Un peu plus tard, autour de minuit, une fille est venue me chercher pour danser. Peut-être que c'est Santiago qui lui avait dit de s'occuper un peu de moi. Elle était grande, bien cambrée, avec un visage indifférent. Pour danser le boléro, je la tenais par la taille, je sentais sous mes doigts le tissu empesé de son corsage. Nos jambes se cognaient un peu. Je respirais l'odeur de sa peau, mêlée à son parfum, à la crème blanchissante qu'elle avait passée sur son visage. Nous avons dansé jusqu'au bout du boléro, et sommes allés nous asseoir un peu plus loin sous la varangue. Je lui ai acheté une bière qu'elle a bue en s'essuyant la bouche du revers de la main.

« Qu'est-ce que tu fais ici ? Tu es touriste ou tu fais des affaires ? » Elle a pris une cigarette dans le paquet que je lui tendais, elle l'a tenue entre ses dents. Elle avait une bouche démesurée. Il lui manquait une incisive, ce qui lui donnait l'air un peu simplet. Elle n'était pas laide, mais ses yeux cernés accusaient la fatigue. J'ai pensé qu'elle pouvait avoir vingt ans tout au plus. Son corps était prématurément alourdi par les maternités successives ou les avortements. J'ai pensé qu'elle pouvait ressembler à Lili. Sans espérer vraiment, je lui ai dit ce nom. Elle m'a regardé avec colère. « Pourquoi tu veux savoir mon foutu nom ? Tu as besoin de connaître mon nom pour me foutre dedans ? » (Je traduis de l'espagnol, mais c'était plus grossier.) Nous sommes restés encore un peu à boire et à fumer, puis elle m'a pris par la main et elle m'a emmené à l'intérieur de la maison, dans une alcôve séparée du bar par un simple rideau. Il y avait un lit de fer, une chaise en plastique semblable à celles de la terrasse. Les murs étaient tachés, le plafond en toile déchiré par endroits. Elle s'est déshabillée rapidement, en posant ses habits sur la chaise. Elle avait un corps massif, des seins lourds aux aréoles très noires, mais un ventre plat et lisse. Son pubis était entièrement rasé, sans doute à cause des poux. Sur le lit, elle avait placé un objet bizarre, vert fluo, et tout à coup j'ai compris que c'était un préservatif. Ça ressemblait plutôt à un accessoire pour extra-terrestre.

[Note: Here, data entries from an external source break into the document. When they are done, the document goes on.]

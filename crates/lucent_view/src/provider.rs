//! Zero-copy backdrop fast path
//!
//! Some platforms can hand out a texture the system compositor keeps filled
//! with the live backdrop. When a [`BackdropProvider`] is installed on an
//! [`EffectSurface`](crate::EffectSurface) and yields a texture, capture and
//! upload are skipped for that frame.

use lucent_core::{CaptureRegion, PixelSize};
use smallvec::SmallVec;

/// Capability: supplies a live backdrop texture for a region
pub trait BackdropProvider {
    type Texture;

    /// Texture holding the current backdrop of `region`, or `None` to fall
    /// back to manual capture this frame
    fn backdrop(&mut self, region: &CaptureRegion) -> Option<Self::Texture>;
}

/// Textures kept per pixel size, most recently used first
///
/// Shared textures are only recreated when the region changes size; a view
/// that toggles between two sizes (a knob growing on activation) keeps both.
pub struct TextureCache<T> {
    entries: SmallVec<[(PixelSize, T); 2]>,
    capacity: usize,
}

impl<T> TextureCache<T> {
    pub const DEFAULT_CAPACITY: usize = 2;

    pub fn new(capacity: usize) -> Self {
        Self {
            entries: SmallVec::new(),
            capacity: capacity.max(1),
        }
    }

    pub fn len(&self) -> usize {
        self.entries.len()
    }

    pub fn is_empty(&self) -> bool {
        self.entries.is_empty()
    }

    pub fn contains(&self, size: PixelSize) -> bool {
        self.entries.iter().any(|(s, _)| *s == size)
    }

    /// Texture for `size`, created with `create` on a miss.
    ///
    /// A failed creation leaves the cache untouched. Inserting beyond
    /// capacity evicts the least recently used size.
    pub fn get_or_create(
        &mut self,
        size: PixelSize,
        create: impl FnOnce(PixelSize) -> Option<T>,
    ) -> Option<&T> {
        if let Some(index) = self.entries.iter().position(|(s, _)| *s == size) {
            let entry = self.entries.remove(index);
            self.entries.insert(0, entry);
        } else {
            let texture = create(size)?;
            tracing::debug!("backdrop cache: new texture {}", size);
            self.entries.insert(0, (size, texture));
            self.entries.truncate(self.capacity);
        }
        self.entries.first().map(|(_, texture)| texture)
    }

    pub fn clear(&mut self) {
        self.entries.clear();
    }
}

impl<T> Default for TextureCache<T> {
    fn default() -> Self {
        Self::new(Self::DEFAULT_CAPACITY)
    }
}

/// A [`BackdropProvider`] over a per-size texture factory
///
/// `create` binds a compositor-backed texture of the given size (returning
/// `None` when the platform refuses); the texture is then reused for every
/// frame at that size.
pub struct CachingProvider<T, F> {
    cache: TextureCache<T>,
    create: F,
}

impl<T, F> CachingProvider<T, F>
where
    T: Clone,
    F: FnMut(PixelSize) -> Option<T>,
{
    pub fn new(create: F) -> Self {
        Self {
            cache: TextureCache::default(),
            create,
        }
    }

    pub fn cache(&self) -> &TextureCache<T> {
        &self.cache
    }
}

impl<T, F> BackdropProvider for CachingProvider<T, F>
where
    T: Clone,
    F: FnMut(PixelSize) -> Option<T>,
{
    type Texture = T;

    fn backdrop(&mut self, region: &CaptureRegion) -> Option<T> {
        if region.pixel_size.is_empty() {
            return None;
        }
        let create = &mut self.create;
        self.cache
            .get_or_create(region.pixel_size, |size| create(size))
            .cloned()
    }
}

#[cfg(test)]
mod tests {
    use super::*;
    use lucent_core::Rect;

    fn region(width: u32, height: u32) -> CaptureRegion {
        CaptureRegion {
            global_rect: Rect::new(0.0, 0.0, width as f32, height as f32),
            pixel_size: PixelSize::new(width, height),
            pixels_per_point: 1.0,
        }
    }

    #[test]
    fn test_cache_reuses_per_size() {
        let mut created = 0;
        let mut cache = TextureCache::default();
        for _ in 0..3 {
            cache.get_or_create(PixelSize::new(4, 4), |size| {
                created += 1;
                Some(size.width)
            });
        }
        assert_eq!(created, 1);
        assert_eq!(cache.len(), 1);
    }

    #[test]
    fn test_cache_evicts_least_recent() {
        let mut cache = TextureCache::new(2);
        cache.get_or_create(PixelSize::new(1, 1), |_| Some(1));
        cache.get_or_create(PixelSize::new(2, 2), |_| Some(2));
        // Touch 1x1 so 2x2 becomes the oldest
        cache.get_or_create(PixelSize::new(1, 1), |_| Some(10));
        cache.get_or_create(PixelSize::new(3, 3), |_| Some(3));

        assert!(cache.contains(PixelSize::new(1, 1)));
        assert!(!cache.contains(PixelSize::new(2, 2)));
        assert!(cache.contains(PixelSize::new(3, 3)));
    }

    #[test]
    fn test_failed_create_is_not_cached() {
        let mut cache: TextureCache<u32> = TextureCache::default();
        assert!(cache.get_or_create(PixelSize::new(1, 1), |_| None).is_none());
        assert!(cache.is_empty());
    }

    #[test]
    fn test_provider_skips_empty_regions() {
        let mut provider = CachingProvider::new(|size: PixelSize| Some(size));
        assert_eq!(provider.backdrop(&region(0, 10)), None);
        assert_eq!(
            provider.backdrop(&region(8, 6)),
            Some(PixelSize::new(8, 6))
        );
        assert_eq!(provider.cache().len(), 1);
    }
}
//! Headless glass render
//!
//! Captures a gradient "backdrop", composites a glass capsule over it into an
//! offscreen target and prints a few pixels.
//!
//! Run with: cargo run -p lucent_view --example headless --features desktop

use std::cell::RefCell;
use std::rc::Rc;
use std::sync::Arc;
use std::time::{Duration, Instant};

use anyhow::{Context, Result};
use lucent_core::{
    CaptureRegion, CaptureSource, CompositorHost, LayerChange, PaintBuffer, PixelSize, Rect,
    Settings, Transform,
};
use lucent_gpu::{AcquireError, Drawable, GpuContext, OffscreenSurface, PresentationSurface};
use lucent_view::{logging, WgpuEffectSurface};

const PRESET: &str = r#"
[effect]
corner_radius = 22.0
edge_width = 12.0
distortion_strength = 0.8
blur_radius = 3.0
aux = [6.0, 0.25, 1.0, 1.0]

[capture]
downsample = 1.0
target_fps = 60
"#;

struct GradientView {
    bounds: Rect,
}

impl CaptureSource for GradientView {
    fn bounds(&self) -> Rect {
        self.bounds
    }

    fn transform(&self) -> Transform {
        Transform::translation(40.0, 120.0)
    }

    fn scale_factor(&self) -> f32 {
        2.0
    }

    fn is_attached(&self) -> bool {
        true
    }

    fn set_capture_hidden(&self, hidden: bool) {
        tracing::trace!("capture hidden: {}", hidden);
    }

    fn rasterize(&self, target: &mut PaintBuffer, _region: &CaptureRegion) {
        let size = target.size();
        for y in 0..size.height {
            for x in 0..size.width {
                let u = x as f32 / size.width.max(1) as f32;
                let v = y as f32 / size.height.max(1) as f32;
                target.put_pixel(x, y, [u, 0.3, 1.0 - v, 1.0]);
            }
        }
    }
}

struct LogHost;

impl CompositorHost for LogHost {
    fn apply_layout(&self, changes: &[LayerChange]) {
        for change in changes {
            tracing::info!("layout: {:?}", change);
        }
    }
}

/// Lets the example read back pixels after the controller presents
#[derive(Clone)]
struct SharedOffscreen(Rc<RefCell<OffscreenSurface>>);

impl PresentationSurface for SharedOffscreen {
    fn size(&self) -> PixelSize {
        self.0.borrow().size()
    }

    fn resize(&mut self, size: PixelSize) {
        self.0.borrow_mut().resize(size);
    }

    fn acquire(&mut self) -> Result<Drawable, AcquireError> {
        self.0.borrow_mut().acquire()
    }
}

fn main() -> Result<()> {
    logging::init();

    let settings = Settings::from_toml_str(PRESET).context("parsing preset")?;
    let capture = settings.capture.with_env_overrides();

    let gpu = GpuContext::new().context("no usable GPU adapter")?;

    let bounds = Rect::new(0.0, 0.0, 200.0, 44.0);
    let view = Arc::new(GradientView { bounds });
    let offscreen = SharedOffscreen(Rc::new(RefCell::new(OffscreenSurface::new(
        &gpu,
        PixelSize::default(),
    ))));

    let mut glass = WgpuEffectSurface::with_gpu(
        &gpu,
        Arc::downgrade(&view),
        Box::new(offscreen.clone()),
        Box::new(LogHost),
        &capture,
    );
    anyhow::ensure!(glass.is_enabled(), "glass pipeline failed to build");

    glass.update_configuration(settings.effect);
    glass.attach();
    glass.layout(bounds);
    glass.start_rendering();

    let start = Instant::now();
    let mut rendered = 0;
    for frame in 0..10u32 {
        let now = start + Duration::from_millis(17 * u64::from(frame));
        if glass.on_frame(now).is_some_and(|outcome| outcome.is_rendered()) {
            rendered += 1;
        }
    }
    glass.stop_rendering();

    if let Some(capturer) = glass.capturer() {
        tracing::info!("rendered {} frames, capture stats {:?}", rendered, capturer.stats());
    }

    let surface = offscreen.0.borrow();
    let size = surface.size();
    let pixels = surface.read_pixels().context("reading back the glass")?;
    for (label, x, y) in [
        ("center", size.width / 2, size.height / 2),
        ("edge", 4, size.height / 2),
        ("corner", 0, 0),
    ] {
        let offset = ((y * size.width + x) * 4) as usize;
        println!("{label:>6}: bgra {:?}", &pixels[offset..offset + 4]);
    }

    Ok(())
}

J'avais mal au cœur, la tête qui tournait « Excuse-moi », ai-je balbutié.

Elle n'a pas eu l'air étonnée. Elle a pris les billets, elle s'est rhabillée. Elle a même eu un sourire. Quand je suis sorti de la chambre, je titubais un peu, elle m'a accompagné jusqu'au bar. Les autres filles ont crié quelque chose, elles se sont mises à rire. Je ne pouvais pas rester, d'ailleurs minuit était passé et il n'y avait plus d'alcool. La fille m'a pris par le bras, elle m'a conduit jusqu'à la porte du jardin. Santiago m'a regardé sortir sans rien dire.


Ma conférence eut lieu lors d'une soirée miraculeusement épargnée par la pluie. Thomas Moises m'attendait à l'entrée de l'Emporio. Quand je suis arrivé il était ému au point de me donner l'accolade. Il m'a montré l'affiche placardée à côté de la porte. Sur un fond de champs et de volcans, le titre était écrit en larges lettres blanches :

PEDOLOGÍA
El retrato de la tierra

Le sous-titre un peu dramatique, « portrait de la terre », était une suggestion de Menendez. Il avait le souci de ne pas effrayer le public déjà mince des soirées du vendredi.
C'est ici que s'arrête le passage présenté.